Trendy impact reporting actually seems to encourage chest-beating. Even in a small organisation there is a lot of information to select from: in a big one there is an overwhelming mass of it. What matters?
The members of Macmillan have a right to the report. Many are volunteer fundraisers or regular donors, so we'd better explain why it costs different amounts to raise different elements of our income. It has to be meaningful to the many people affected by cancer who are involved in Macmillan's work - a cardinal principle. The report goes to institutional and individual givers who know how to read a balance sheet, so we'd better explain why our reserves have grown. The thousands of Macmillan professionals, employed in the NHS or other bodies, want to know what we're doing to support them in their often stressful jobs. Many government departments get our report and, although we don't owe them a farthing, we need to work with them, so we'd better not be crudely triumphalist about changing their policies.
It's easy to be seduced by the Sorp into writing an essay on risk management instead of explaining how we plan over one, three and 10 years. In fact, the emphasis of the Sorp is quite conservative, a discouragement to the innovation that is much of the point of a third sector. Influenced by corporate scandals, risk management became a whole industry in our sector in the 1990s. I'm not sure I can think of a charity that has avoided a major disaster through risk management, but I can think of a few in which avoiding risk is devouring their creativity.
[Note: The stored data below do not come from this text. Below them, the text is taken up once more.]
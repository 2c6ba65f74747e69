use super::*;
use inkboard_core::Shape;
use mockall::predicate::eq;
use mockall::Sequence;
use uuid::Uuid;

fn p(x: f64, y: f64) -> Point {
    Point::new(x, y)
}

fn input(event: InputEvent) -> BoardEvent {
    BoardEvent::Input(event)
}

fn joined_client() -> (BoardClient<Vec<ClientMessage>>, CanvasId) {
    let canvas_id = Uuid::new_v4();
    let mut client = BoardClient::new(Vec::new());
    client.open(canvas_id);
    client.process(
        Instant::now(),
        BoardEvent::Inbound(ServerMessage::Snapshot {
            canvas_id,
            elements: vec![],
        }),
    );
    client.transport_mut().clear();
    (client, canvas_id)
}

fn mutations(client: &BoardClient<Vec<ClientMessage>>) -> Vec<(usize, MutationKind)> {
    client
        .transport()
        .iter()
        .filter_map(|message| match message {
            ClientMessage::Mutate { elements, kind, .. } => Some((elements.len(), *kind)),
            _ => None,
        })
        .collect()
}

#[test]
fn test_open_sends_join_and_applies_snapshot() {
    let canvas_id = Uuid::new_v4();
    let mut client = BoardClient::new(Vec::new());
    client.open(canvas_id);
    assert_eq!(client.transport(), &vec![ClientMessage::Join { canvas_id }]);

    let line = Element::Line(Shape {
        start: p(0.0, 0.0),
        end: p(5.0, 5.0),
        stroke: "#000000".to_string(),
        fill: None,
        size: 1.0,
    });
    client.process(
        Instant::now(),
        BoardEvent::Inbound(ServerMessage::Snapshot {
            canvas_id,
            elements: vec![line.clone()],
        }),
    );
    assert_eq!(client.board().elements(), &[line]);
    assert_eq!(client.board().history().len(), 2);
}

#[test]
fn test_live_updates_are_throttled_and_commit_always_sends() {
    let (mut client, _) = joined_client();
    let t0 = Instant::now();

    client.process(t0, input(InputEvent::SelectTool(Tool::Brush)));
    client.process(t0, input(InputEvent::PointerDown(p(0.0, 0.0))));
    client.process(t0, input(InputEvent::PointerMove(p(1.0, 1.0))));
    client.process(t0 + Duration::from_millis(10), input(InputEvent::PointerMove(p(2.0, 2.0))));
    client.process(t0 + Duration::from_millis(20), input(InputEvent::PointerMove(p(3.0, 3.0))));

    // Leading update only; the rest is parked
    assert_eq!(mutations(&client), vec![(1, MutationKind::Draw)]);
    assert_eq!(client.next_deadline(), Some(t0 + EMIT_INTERVAL));

    client.process(t0 + Duration::from_millis(30), input(InputEvent::PointerUp));
    assert_eq!(
        mutations(&client),
        vec![(1, MutationKind::Draw), (1, MutationKind::Draw)]
    );

    // The commit superseded the parked update
    assert_eq!(client.next_deadline(), None);
    client.process(t0 + EMIT_INTERVAL, BoardEvent::Tick);
    assert_eq!(mutations(&client).len(), 2);
}

#[test]
fn test_trailing_update_sends_latest_state() {
    let (mut client, _) = joined_client();
    let t0 = Instant::now();

    client.process(t0, input(InputEvent::SelectTool(Tool::Line)));
    client.process(t0, input(InputEvent::PointerDown(p(0.0, 0.0))));
    client.process(t0, input(InputEvent::PointerMove(p(1.0, 1.0))));
    client.process(t0 + Duration::from_millis(10), input(InputEvent::PointerMove(p(9.0, 9.0))));
    client.process(t0 + EMIT_INTERVAL, BoardEvent::Tick);

    let last = client.transport().last().cloned();
    match last {
        Some(ClientMessage::Mutate { elements, kind, .. }) => {
            assert_eq!(kind, MutationKind::Draw);
            assert_eq!(elements[0].as_shape().unwrap().end, p(9.0, 9.0));
        }
        other => unreachable!("Expected mutate, got {:?}", other),
    }
}

#[test]
fn test_kinds_are_throttled_independently() {
    let (mut client, _) = joined_client();
    let t0 = Instant::now();

    client.process(t0, input(InputEvent::SelectTool(Tool::Rectangle)));
    client.process(t0, input(InputEvent::PointerDown(p(0.0, 0.0))));
    client.process(t0, input(InputEvent::PointerMove(p(100.0, 100.0))));
    client.process(t0, input(InputEvent::PointerUp));

    client.process(t0, input(InputEvent::SelectTool(Tool::Eraser)));
    client.process(t0, input(InputEvent::PointerDown(p(100.0, 50.0))));
    client.process(t0 + Duration::from_millis(1), input(InputEvent::PointerMove(p(100.0, 50.0))));

    assert_eq!(
        mutations(&client),
        vec![
            (1, MutationKind::Draw),
            (1, MutationKind::Draw),
            (0, MutationKind::Erase),
        ]
    );
}

#[test]
fn test_text_commit_emits_draw() {
    let (mut client, _) = joined_client();
    let now = Instant::now();

    client.process(now, input(InputEvent::SelectTool(Tool::Text)));
    client.process(now, input(InputEvent::PointerDown(p(10.0, 10.0))));
    assert!(mutations(&client).is_empty());

    client.process(now, input(InputEvent::TextCommitted("hi".to_string())));
    assert_eq!(mutations(&client), vec![(1, MutationKind::Draw)]);
}

#[test]
fn test_undo_redo_emit_current_state() {
    let (mut client, _) = joined_client();
    let now = Instant::now();

    client.process(now, input(InputEvent::PointerDown(p(0.0, 0.0))));
    client.process(now, input(InputEvent::PointerUp));
    client.transport_mut().clear();

    client.process(now, input(InputEvent::Undo));
    client.process(now, input(InputEvent::Redo));
    client.process(now, input(InputEvent::Redo));
    assert_eq!(
        mutations(&client),
        vec![(0, MutationKind::Draw), (1, MutationKind::Draw)]
    );
}

#[test]
fn test_peer_mutation_interrupts_local_draw() {
    let (mut client, canvas_id) = joined_client();
    let t0 = Instant::now();

    client.process(t0, input(InputEvent::SelectTool(Tool::Rectangle)));
    client.process(t0, input(InputEvent::PointerDown(p(0.0, 0.0))));
    client.process(t0, input(InputEvent::PointerMove(p(10.0, 10.0))));
    client.process(t0 + Duration::from_millis(5), input(InputEvent::PointerMove(p(20.0, 20.0))));

    client.enqueue(BoardEvent::Inbound(ServerMessage::PeerMutate {
        canvas_id,
        elements: vec![],
        kind: MutationKind::Erase,
    }));
    client.enqueue(input(InputEvent::PointerMove(p(30.0, 30.0))));
    client.enqueue(input(InputEvent::PointerUp));
    client.drain(t0 + Duration::from_millis(10));

    assert!(client.board().elements().is_empty());
    assert_eq!(client.board().mode(), crate::board::Mode::Idle);

    // Only the leading live update went out; the parked one was dropped
    client.process(t0 + EMIT_INTERVAL, BoardEvent::Tick);
    assert_eq!(mutations(&client), vec![(1, MutationKind::Draw)]);
}

#[test]
fn test_messages_for_other_canvases_are_ignored() {
    let (mut client, _) = joined_client();
    client.process(
        Instant::now(),
        BoardEvent::Inbound(ServerMessage::NameChanged {
            canvas_id: Uuid::new_v4(),
            name: "Elsewhere".to_string(),
        }),
    );
    assert_eq!(client.name(), None);
    assert_eq!(client.board().history().len(), 2);
}

#[test]
fn test_name_change_and_error() {
    let (mut client, canvas_id) = joined_client();
    let now = Instant::now();
    client.process(
        now,
        BoardEvent::Inbound(ServerMessage::NameChanged {
            canvas_id,
            name: "Plans".to_string(),
        }),
    );
    client.process(
        now,
        BoardEvent::Inbound(ServerMessage::error("invalid_message", "bad frame")),
    );
    assert_eq!(client.name(), Some("Plans"));
    assert_eq!(client.last_error(), Some("invalid_message"));
}

#[test]
fn test_unauthorized_blocks_input() {
    let canvas_id = Uuid::new_v4();
    let mut client = BoardClient::new(Vec::new());
    client.open(canvas_id);
    let now = Instant::now();

    client.process(
        now,
        BoardEvent::Inbound(ServerMessage::unauthorized(
            canvas_id,
            UnauthorizedReason::NotAuthorized,
        )),
    );
    assert!(!client.is_authorized());
    assert_eq!(
        client.unauthorized_reason(),
        Some(UnauthorizedReason::NotAuthorized)
    );

    client.process(now, input(InputEvent::PointerDown(p(0.0, 0.0))));
    client.process(now, input(InputEvent::PointerUp));
    assert!(client.board().elements().is_empty());
    assert!(mutations(&client).is_empty());
}

#[test]
fn test_refusal_for_previous_canvas_is_ignored() {
    let (mut client, first) = joined_client();
    let second = Uuid::new_v4();
    let now = Instant::now();

    client.open(second);
    // Late reply to a join the client already left
    client.process(
        now,
        BoardEvent::Inbound(ServerMessage::unauthorized(
            first,
            UnauthorizedReason::NotAuthorized,
        )),
    );
    client.process(
        now,
        BoardEvent::Inbound(ServerMessage::Snapshot {
            canvas_id: second,
            elements: vec![],
        }),
    );
    assert!(client.is_authorized());
    assert_eq!(client.unauthorized_reason(), None);

    client.transport_mut().clear();
    client.process(now, input(InputEvent::SelectTool(Tool::Brush)));
    client.process(now, input(InputEvent::PointerDown(p(0.0, 0.0))));
    client.process(now, input(InputEvent::PointerUp));
    assert_eq!(mutations(&client), vec![(1, MutationKind::Draw)]);
}

#[test]
fn test_canvas_deleted_clears_board() {
    let (mut client, canvas_id) = joined_client();
    let now = Instant::now();
    client.process(now, input(InputEvent::PointerDown(p(0.0, 0.0))));
    client.process(now, input(InputEvent::PointerUp));

    client.process(now, BoardEvent::Inbound(ServerMessage::CanvasDeleted { canvas_id }));
    assert_eq!(client.canvas_id(), None);
    assert!(client.board().elements().is_empty());

    // Nothing to leave and nowhere to send
    client.transport_mut().clear();
    client.process(now, input(InputEvent::PointerDown(p(0.0, 0.0))));
    client.process(now, input(InputEvent::PointerUp));
    client.teardown();
    assert!(client.transport().is_empty());
}

#[test]
fn test_switching_canvas_leaves_previous() {
    let (mut client, first) = joined_client();
    let second = Uuid::new_v4();

    client.open(second);
    client.open(second);
    assert_eq!(
        client.transport(),
        &vec![
            ClientMessage::Leave { canvas_id: first },
            ClientMessage::Join { canvas_id: second },
        ]
    );
    assert_eq!(client.board().history().len(), 1);
}

#[test]
fn test_teardown_leaves_then_stops_listening() {
    let canvas_id = Uuid::new_v4();
    let mut transport = MockTransport::new();
    let mut seq = Sequence::new();
    transport
        .expect_send()
        .with(eq(ClientMessage::Join { canvas_id }))
        .times(1)
        .in_sequence(&mut seq)
        .return_const(());
    transport
        .expect_send()
        .with(eq(ClientMessage::Leave { canvas_id }))
        .times(1)
        .in_sequence(&mut seq)
        .return_const(());

    let mut client = BoardClient::new(transport);
    client.open(canvas_id);
    client.enqueue(BoardEvent::Inbound(ServerMessage::Snapshot {
        canvas_id,
        elements: vec![],
    }));
    client.teardown();
    assert!(!client.is_listening());

    // Queued and late messages are discarded; no further sends happen
    let now = Instant::now();
    client.drain(now);
    client.process(
        now,
        BoardEvent::Inbound(ServerMessage::PeerMutate {
            canvas_id,
            elements: vec![],
            kind: MutationKind::Draw,
        }),
    );
    client.process(now, input(InputEvent::PointerDown(p(0.0, 0.0))));
    client.process(now, input(InputEvent::PointerUp));
    assert_eq!(client.board().history().len(), 1);
}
With so many demands to satisfy, before you know it your report is a dog's dinner that disappoints everybody. So who are we writing for? My rule of thumb is that as a fundraising charity we're spending public money, so we need to give an account to the public. Listen to the questions on the street: who did you help? How much money did you spend on helping them? How much does it cost to raise your funds? How much does it cost to run the charity's organisation? Answer those deceptively simple questions and we'll have gone a long way to satisfying all the other audiences too.